» **ASSIGNED TASK**
Before you finish, make sure each line of the records has been retyped exactly.

Segment Start: GIVEN DATA

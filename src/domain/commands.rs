use serde::Deserialize;

#[derive(Clone, Debug, Default, Deserialize)]
pub struct CreatePost {
	pub title: String,
	pub content: String,
	pub author_id: String,
	pub author_name: String,
	pub image_url: Option<String>,
}

#[derive(Clone, Debug, Default, Deserialize)]
pub struct CreateComment {
	pub post_id: i64,
	pub title: String,
	pub content: String,
	pub author_id: String,
	pub author_name: String,
	pub image_url: Option<String>,
	/// `None` for a top-level comment.
	pub reply_to_comment_id: Option<i64>,
}

#[derive(Clone, Debug, Default, Deserialize)]
pub struct CreateSession {
	#[serde(default)]
	pub name: String,
}

#[derive(Clone, Debug, Default, Deserialize)]
pub struct RenameSession {
	pub name: String,
}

Segment End: GIVEN DATA

» **WRITTEN ANSWER**
filename src/domain/commands.rs
use serde::Deserialize;

#[derive(Clone, Debug, Default, Deserialize)]
pub struct CreatePost {
	pub title: String,
	pub content: String,
	pub author_id: String,
	pub author_name: String,
	pub image_url: Option<String>,
}

#[derive(Clone, Debug, Default, Deserialize)]
pub struct CreateComment {
	pub post_id: i64,
	pub title: String,
	pub content: String,
	pub author_id: String,
	pub author_name: String,
	pub image_url: Option<String>,
	/// `None` for a top-level comment.
	pub reply_to_comment_id: Option<i64>,
}

#[derive(Clone, Debug, Default, Deserialize)]
pub struct CreateSession {
	#[serde(default)]
	pub name: String,
}

#[derive(Clone, Debug, Default, Deserialize)]
pub struct RenameSession {
	pub name: String,
}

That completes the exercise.